The robot itself may be expensive, instruments may be expensive but the reduced hospitals stay actually offsets the cost in a big way for the patients. So eventually if you compare open surgery vs VATS vs robotic, you will find that the VATS and robotic surgery patients are spending less for the same operation because they are staying less in the hospital and what about the benefit to the economy at large and the country at large. If you had an open surgery these guys would be unwell for one-two-three months before they can get back to work. With a robotic surgery, next day or two days later we are discharging the patient and after four weeks he is back to his normal life so that helps the health economy of the country, it helps the industrial economy of the country and more important, a lot of our patients depend on their salaries, they cannot afford to be off sick for 3-5 months.
So it is not just their own lives but also lives of their families, dependents. So robotic surgery and VATS directly impacts every single aspects of the patient’s life. So we have to look at the bigger picture when we look at cost.
VATS & Robotic surgery: Training the surgeons
We have developed techniques and training modules for surgeons which are specific to the Indian environment. So what we did was we first set up our own department, we proved that we could do a VATS and robotics in tuberculosis patients and then we started doing training programmes.

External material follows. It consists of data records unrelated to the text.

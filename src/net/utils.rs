//! Conversions between `std::net` addresses and libc socket addresses.

use libc::{AF_INET, AF_INET6, sa_family_t, sockaddr_in, sockaddr_in6, sockaddr_storage, socklen_t};
use std::io;
use std::mem;
use std::net::{Ipv4Addr, Ipv6Addr, SocketAddr, SocketAddrV4, SocketAddrV6};

/// Encodes `address` into a `sockaddr_storage` plus the length to pass along
/// with it.
pub(crate) fn socket_addr_to_raw(address: &SocketAddr) -> (sockaddr_storage, socklen_t) {
    let mut storage: sockaddr_storage = unsafe { mem::zeroed() };

    let length = match address {
        SocketAddr::V4(v4) => {
            let raw = sockaddr_in {
                sin_family: AF_INET as sa_family_t,
                sin_port: v4.port().to_be(),
                sin_addr: libc::in_addr {
                    s_addr: u32::from_ne_bytes(v4.ip().octets()),
                },
                ..unsafe { mem::zeroed() }
            };

            unsafe { (&mut storage as *mut sockaddr_storage).cast::<sockaddr_in>().write(raw) };
            mem::size_of::<sockaddr_in>()
        }
        SocketAddr::V6(v6) => {
            let raw = sockaddr_in6 {
                sin6_family: AF_INET6 as sa_family_t,
                sin6_port: v6.port().to_be(),
                sin6_flowinfo: v6.flowinfo(),
                sin6_addr: libc::in6_addr {
                    s6_addr: v6.ip().octets(),
                },
                sin6_scope_id: v6.scope_id(),
                ..unsafe { mem::zeroed() }
            };

            unsafe { (&mut storage as *mut sockaddr_storage).cast::<sockaddr_in6>().write(raw) };
            mem::size_of::<sockaddr_in6>()
        }
    };

    (storage, length as socklen_t)
}

/// Decodes an address filled in by `accept`, `getsockname` or `getpeername`.
pub(crate) fn raw_to_socket_addr(storage: &sockaddr_storage) -> io::Result<SocketAddr> {
    match storage.ss_family as libc::c_int {
        AF_INET => {
            let raw = unsafe { *(storage as *const sockaddr_storage).cast::<sockaddr_in>() };
            let ip = Ipv4Addr::from(raw.sin_addr.s_addr.to_ne_bytes());

            Ok(SocketAddr::V4(SocketAddrV4::new(ip, u16::from_be(raw.sin_port))))
        }
        AF_INET6 => {
            let raw = unsafe { *(storage as *const sockaddr_storage).cast::<sockaddr_in6>() };
            let ip = Ipv6Addr::from(raw.sin6_addr.s6_addr);

            Ok(SocketAddr::V6(SocketAddrV6::new(
                ip,
                u16::from_be(raw.sin6_port),
                raw.sin6_flowinfo,
                raw.sin6_scope_id,
            )))
        }
        _ => Err(io::Error::new(
            io::ErrorKind::InvalidInput,
            "unsupported address family",
        )),
    }
}

#[cfg(test)]
mod tests {
    use super::*;

    #[test]
    fn addresses_survive_conversion() {
        for text in ["127.0.0.1:8443", "[::1]:443", "[fe80::1]:1"] {
            let address: SocketAddr = text.parse().unwrap();
            let (raw, _) = socket_addr_to_raw(&address);

            assert_eq!(raw_to_socket_addr(&raw).unwrap(), address);
        }
    }
}
//! Encrypted stream facade over a [`RecordLayer`].

use crate::error::{Error, Result};
use crate::net::{TcpListener, TcpStream};
use crate::reactor::Transport;
use crate::runtime::Handle;
use crate::tls::Role;
use crate::tls::config::{ClientConfig, ServerConfig};
use crate::tls::handshake::{client_handshake, server_handshake};
use crate::tls::key_store::KeyStore;
use crate::tls::record_layer::RecordLayer;

use std::io;
use std::net::{SocketAddr, ToSocketAddrs};

use tracing::debug;

/// A TLS 1.3 connection whose handshake has completed.
///
/// Constructors only return once the handshake succeeded, so every
/// `TlsSocket` carries application data. Any fatal error leaves the socket
/// failed; later calls report a contract error.
///
/// # Example
/// ```ignore
/// let addresses = TlsSocket::resolve("localhost", 8443)?;
///
/// poller.block_on(async {
///     let mut socket = TlsSocket::connect(&handle, &addresses, Some("localhost"), &config).await?;
///     socket.write_all(b"hello").await?;
///
///     let mut reply = [0u8; 64];
///     socket.read(&mut reply).await
/// })??;
/// ```
pub struct TlsSocket<T: Transport = TcpStream> {
    layer: RecordLayer<T>,
}

impl TlsSocket<TcpStream> {
    /// Resolves `hostname` through the system resolver.
    ///
    /// This blocks the calling thread, so call it before entering the poller
    /// and pass the result to [`connect`](Self::connect).
    pub fn resolve(hostname: &str, port: u16) -> Result<Vec<SocketAddr>> {
        let addresses: Vec<SocketAddr> = (hostname, port).to_socket_addrs()?.collect();
        if addresses.is_empty() {
            return Err(io::Error::new(io::ErrorKind::NotFound, "host name resolved to no address").into());
        }

        Ok(addresses)
    }

    /// Connects over TCP to the first reachable address and runs the client
    /// handshake.
    pub async fn connect(
        handle: &Handle,
        addresses: &[SocketAddr],
        server_name: Option<&str>,
        config: &ClientConfig,
    ) -> Result<Self> {
        let stream = TcpStream::connect_any(handle, addresses).await?;
        debug!(peer = ?stream.peer_addr().ok(), "tcp connected");

        Self::client(stream, config, server_name).await
    }

    pub fn peer_addr(&self) -> io::Result<SocketAddr> {
        self.layer.get_ref().peer_addr()
    }
}

impl<T: Transport> TlsSocket<T> {
    /// Runs the client handshake over an already connected transport.
    pub async fn client(transport: T, config: &ClientConfig, server_name: Option<&str>) -> Result<Self> {
        let mut layer = RecordLayer::new(transport, Role::Client);
        client_handshake(&mut layer, config, server_name).await?;

        Ok(Self { layer })
    }

    /// Runs the server handshake over an accepted transport.
    pub async fn server(transport: T, config: &ServerConfig, key_store: &KeyStore) -> Result<Self> {
        let mut layer = RecordLayer::new(transport, Role::Server);
        server_handshake(&mut layer, config, key_store).await?;

        Ok(Self { layer })
    }

    /// Reads decrypted application data. `Ok(0)` means the peer sent
    /// `close_notify`.
    pub async fn read(&mut self, buffer: &mut [u8]) -> Result<usize> {
        self.layer.read(buffer).await
    }

    /// Encrypts and sends all of `data`, returning its length.
    pub async fn write(&mut self, data: &[u8]) -> Result<usize> {
        self.layer.write(data).await
    }

    pub async fn write_all(&mut self, data: &[u8]) -> Result<()> {
        let written = self.layer.write(data).await?;
        debug_assert_eq!(written, data.len());
        Ok(())
    }

    /// Fills `buffer` completely, failing if the peer closes first.
    pub async fn read_exact(&mut self, buffer: &mut [u8]) -> Result<()> {
        let mut filled = 0;

        while filled < buffer.len() {
            let read = self.layer.read(&mut buffer[filled..]).await?;
            if read == 0 {
                return Err(Error::peer_closed());
            }
            filled += read;
        }

        Ok(())
    }

    /// Sends `close_notify`.
    pub async fn shutdown(&mut self) -> Result<()> {
        self.layer.shutdown().await
    }

    pub async fn update_keys(&mut self, request_peer_update: bool) -> Result<()> {
        self.layer.update_keys(request_peer_update).await
    }

    pub fn record_layer(&self) -> &RecordLayer<T> {
        &self.layer
    }
}

/// Accepts TCP connections and runs the server handshake on each.
///
/// # Example
/// ```ignore
/// let mut listener = TlsListener::bind(&handle, "127.0.0.1:8443".parse()?, ServerConfig::default())?;
///
/// loop {
///     let (socket, peer) = listener.accept(&key_store).await?;
///     handle.spawn(serve(socket, peer));
/// }
/// ```
pub struct TlsListener {
    listener: TcpListener,
    config: ServerConfig,
}

impl TlsListener {
    pub fn bind(handle: &Handle, address: SocketAddr, config: ServerConfig) -> Result<Self> {
        let listener = TcpListener::bind(handle, address)?;

        Ok(Self { listener, config })
    }

    pub fn local_addr(&self) -> io::Result<SocketAddr> {
        self.listener.local_addr()
    }

    /// Waits for the next connection and completes its handshake.
    ///
    /// The handshake runs inside this call; spawn a task per connection to
    /// overlap handshakes of different clients.
    pub async fn accept(&mut self, key_store: &KeyStore) -> Result<(TlsSocket, SocketAddr)> {
        let (stream, peer) = self.listener.accept().await?;
        debug!(%peer, "tcp accepted");

        let socket = TlsSocket::server(stream, &self.config, key_store).await?;
        Ok((socket, peer))
    }

    pub fn config(&self) -> &ServerConfig {
        &self.config
    }
}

In the first stage the surgeons would come to me, they would first attend a few lectures by us showing our techniques. We would then take them into an animal lab where we take the surgeon in, we make the incision on an animal model. The next step after having done that, he comes into my theatre and spends the whole day watching me do the same operation, so that’s a double training.
After that he goes back into his own institution and I travel from my place to his place as a mentor to stand opposite him and take him through these complex operations in his own environment. The two things that happened when I do this is A his confidence goes up because I am there in the room, he knows that if something goes wrong I can help him through and more importantly he starts to believe in his own environment, he believes that this complex surgery, this high end technology can be inculcated in his own environment and that is the believe that people need.
A lot of people from government hospitals particularly struggle with this believe, they think that high end vats and robotic can only be done in corporate hospitals but what we did was we went out to small hospitals, government hospitals and taught them how to do these surgeries with their own instruments. We have designed very cheap instruments for them and gave it to them and said start doing it in your own set up.
We have trained about 250 surgeons in India who are now actively doing VATS, I am so pleased to know that there is VATS happening in small towns, villages and hospitals. Robotic is a different ball game because the initial investment in robotic is very high so that cannot be implemented at a large scale that has to still be in tertiary area but VATS definitely has reached the smallest tier three cities. So that’s one way of training people.